あの日の、あの言葉が、悪夢のように俺の脳内でリフレインする。

妄想の中のあみが、冷たい目で俺を見下ろしている。

「気持ち悪いんだけど」
「気持ち悪いんだけど」
「気持ち悪いんだけど」

何度も、何度も、繰り返される。

パンツをかぶった俺が、あみの冷酷な視線に耐えきれず崩れ落ちる。

「やめてくれ…もう許して…」

妄想の中の俺が懇願しているが、あみは容赦しない。

「気持ち悪いんだけど」

――はっ!

気がつくと、講義室で机に突っ伏していた。

隣の席の太郎が、心配そうに俺を見ている。

「おい、賢司…お前、寝言で『やめてくれ』とか言ってたぞ…」

「…悪夢を見た」

「またあみちゃんの話か?」

「…うるさい」

俺は顔を上げる。

なぜ俺は、こんなにも自分を責めるのか。

マゾなのかもしれない。

いや、違う。

これは、恋なのだ。

恋という名の、脳のバグなのだ。



合同ゼミでの「認知的不協和」作戦は、歴史的大敗を喫した。

完璧な理論、完璧なシミュレーション。

それらが、たった一言の「気持ち悪い」で、跡形もなく吹き飛んだのだ。

俺のプライドはズタズタだった。

だが、しかし。

顔を上げると、俺の口元は、自分でも気づかないうちに、にんまりと歪んでいた。

(引かれた時の、あのあみさんの顔……最高だった……)

そう。

俺は、ただの変態だったのだ。

いや、違う。

これは「知的好奇心」だ。

予想外の反応を引き出してしまったことに対する、純粋な学術的興味。

決して、彼女の冷たい視線に興奮したわけではない。

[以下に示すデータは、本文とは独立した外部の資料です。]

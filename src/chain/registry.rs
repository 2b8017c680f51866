//! Administrator-controlled registry of supported destination chains

use crate::error::{BridgeError, BridgeResult};

use ethers::types::Address;
use serde::Serialize;
use std::collections::BTreeMap;
use tracing::debug;

/// Status of a single destination chain
#[derive(Debug, Clone, Copy, PartialEq, Eq, Serialize)]
pub struct ChainConfig {
    pub chain_id: u64,
    pub enabled: bool,
}

/// Allow-list of destination chain identifiers
#[derive(Debug, Clone)]
pub struct ChainRegistry {
    /// Identity allowed to mutate the registry
    admin: Address,
    /// Known chains; absent entries are disabled
    chains: BTreeMap<u64, ChainConfig>,
}

impl ChainRegistry {
    /// Create an empty registry administered by `admin`
    pub fn new(admin: Address) -> Self {
        Self {
            admin,
            chains: BTreeMap::new(),
        }
    }

    /// Get the administrator identity
    pub fn admin(&self) -> Address {
        self.admin
    }

    /// Enable a chain. Returns whether the status changed.
    pub fn enable_chain(&mut self, caller: Address, chain_id: u64) -> BridgeResult<bool> {
        self.set_status(caller, chain_id, true)
    }

    /// Disable a chain. Returns whether the status changed.
    pub fn disable_chain(&mut self, caller: Address, chain_id: u64) -> BridgeResult<bool> {
        self.set_status(caller, chain_id, false)
    }

    /// Check whether swaps towards `chain_id` are accepted
    pub fn is_enabled(&self, chain_id: u64) -> bool {
        self.chains
            .get(&chain_id)
            .map(|c| c.enabled)
            .unwrap_or(false)
    }

    /// Get all currently enabled chain IDs, ascending
    pub fn enabled_chains(&self) -> Vec<u64> {
        self.chains
            .values()
            .filter(|c| c.enabled)
            .map(|c| c.chain_id)
            .collect()
    }

    fn set_status(&mut self, caller: Address, chain_id: u64, enabled: bool) -> BridgeResult<bool> {
        if caller != self.admin {
            return Err(BridgeError::Unauthorized { caller });
        }

        if self.is_enabled(chain_id) == enabled {
            debug!("Chain {} already has enabled={}", chain_id, enabled);
            return Ok(false);
        }

        self.chains
            .insert(chain_id, ChainConfig { chain_id, enabled });
        Ok(true)
    }
}
// ─────────────────────────────────────────────────────────────────────
// SCPN Fusion Core — Constants
// © 1998–2026 Miroslav Šotek. All rights reserved.
// Contact: www.anulum.li | protoscience@anulum.li
// ORCID: https://orcid.org/0009-0009-3560-0851
// License: GNU AGPL v3 | Commercial licensing available
// ─────────────────────────────────────────────────────────────────────
/// Effective ripple prefactor π / (8√2) (Nemov et al. 1999, eq. 29).
pub const EPSILON_EFF_PREFACTOR: f64 = 0.2776801836348979;

/// Γ_c prefactor π / (2√2) (Nemov et al. 2008, eq. 61).
pub const GAMMA_C_PREFACTOR: f64 = 1.1107207345395915;

/// (2/π)², converts arctan² into γ_c².
pub const GAMMA_C_ANGLE_NORM: f64 = 0.4052847345693511;

/// Surfaces with (max|B| - min|B|) / max|B| below this hold no trapped particles.
pub const UNTRAPPED_RTOL: f64 = 1e-12;

/// Flux surface label treated as the magnetic axis.
pub const AXIS_RHO_TOL: f64 = 1e-14;

#[cfg(test)]
mod tests {
    use super::*;
    use std::f64::consts::PI;

    #[test]
    fn test_prefactors_match_closed_form() {
        let sqrt2 = 2.0_f64.sqrt();
        assert!((EPSILON_EFF_PREFACTOR - PI / (8.0 * sqrt2)).abs() < 1e-15);
        assert!((GAMMA_C_PREFACTOR - PI / (2.0 * sqrt2)).abs() < 1e-15);
        assert!((GAMMA_C_ANGLE_NORM - 4.0 / (PI * PI)).abs() < 1e-15);
    }
}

断じて。

ブルリ、と俺のスマホが震えた。

手に取ると、ココロダイブからの通知が表示されている。

【昨日の作戦評価:F-】
【コメント:理論を覚えたての猿が、バナナで人を殴っているレベル。心理学への冒涜】

「うっ……!」

AIの分際で、的確に俺の心を抉ってくる。

だが、通知はまだ続いていた。

【次なる一手として、「ゲインロス効果」を提案します】



ゲインロス効果。

その言葉に、俺の目はカッと見開かれた。

もちろん知っている。

心理学の基本中の基本。

「ゲイン」=得る(プラス)
「ロス」=失う(マイナス)

簡単に言えば、こういうことだ。

例えば、友達がいつもお菓子をくれる。
嬉しいけど、だんだん当たり前になる。

でも、ある日突然「ごめん、今日はお菓子ないんだ」と言われる。

すると「えっ、寂しい!いつものお菓子が欲しい!」って強く思う。

そして次の日、「やっぱり持ってきたよ」って渡されると、最初より何倍も嬉しく感じる。

これが「ロス(失う)→ゲイン(得る)」の効果だ。

つまり、「ツンデレ」が人気な理由も同じ。

最初は冷たい(ロス)→ある日優しくなる(ゲイン)=最初から優しい人の何倍も魅力的に見える!

「なるほど……!」

(なるほど……そういうことか、ココロダイブ……!)

昨日の大失敗は、この効果を発動させるための、壮大な布石だったというわけか!

俺は、AIの深謀遠慮に打ち震えた。

マイナスからのスタート。

これ以上のマイナスはないだろう。

つまり、ここからの俺は、何をしてもプラスに評価される!

上げ幅しかない!

伸びしろしかない!

(完璧だ……!俺のキャンパスライフ、まだ終わってなかった……!)



俺の脳内で、再び妄想の劇場が幕を開ける。

『佐伯くんて、最初は"気持ち悪い"って思ってたけど……本当は、すごく博識なんだね。もっと、心理学のこと、教えてくれないかな?二人きりで……』

そう言って、はにかみながら上目遣いで俺を見つめるあみさん。

彼女の頬は紅く染まり、胸元の白いブラウスのボタンが3つも外れて、レースのブラが透けて見える。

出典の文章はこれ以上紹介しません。